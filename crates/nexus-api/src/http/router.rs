//! Axum router configuration with middleware.
//!
//! All routes are under `/api/v1/`.
//! Middleware: CORS, tracing.

use axum::Router;
use axum::routing::{get, patch, post};
use tower_http::cors::{Any, CorsLayer};
use tower_http::trace::TraceLayer;

use crate::http::handlers::session;
use crate::state::AppState;

/// Build the complete API router with all routes and middleware.
pub fn build_router(state: AppState) -> Router {
    let cors = CorsLayer::new()
        .allow_origin(Any)
        .allow_methods(Any)
        .allow_headers(Any);

    let api_routes = Router::new()
        .route("/team-sessions", post(session::create_session))
        .route("/teams/{team_id}/sessions", get(session::list_team_sessions))
        .route("/teams/{team_id}/bots", get(session::list_team_bots))
        .route(
            "/team-sessions/{id}",
            get(session::get_session).delete(session::delete_session),
        )
        // Planning
        .route(
            "/team-sessions/{id}/planning-message",
            post(session::append_planning_message),
        )
        .route(
            "/team-sessions/{id}/planning/bot-question",
            post(session::generate_bot_question),
        )
        .route(
            "/team-sessions/{id}/finalize-planning",
            post(session::finalize_planning),
        )
        // Execution
        .route("/team-sessions/{id}/execute", post(session::execute))
        // Review
        .route(
            "/team-sessions/{id}/review-message",
            post(session::append_review_message),
        )
        .route(
            "/team-sessions/{id}/suggestion",
            post(session::add_suggestion),
        )
        .route(
            "/team-sessions/{id}/suggestion/{suggestion_id}",
            patch(session::set_suggestion_status),
        )
        .route(
            "/team-sessions/{id}/complete",
            post(session::complete_session),
        )
        .route("/health", get(health_check));

    Router::new()
        .nest("/api/v1", api_routes)
        .layer(cors)
        .layer(TraceLayer::new_for_http())
        .with_state(state)
}

async fn health_check() -> axum::Json<serde_json::Value> {
    axum::Json(serde_json::json!({
        "status": "ok",
        "version": env!("CARGO_PKG_VERSION"),
    }))
}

## Work to complete
Copy every line of the listing containing the string "TraceLayer".

## Response
use tower_http::trace::TraceLayer;
        .layer(TraceLayer::new_for_http())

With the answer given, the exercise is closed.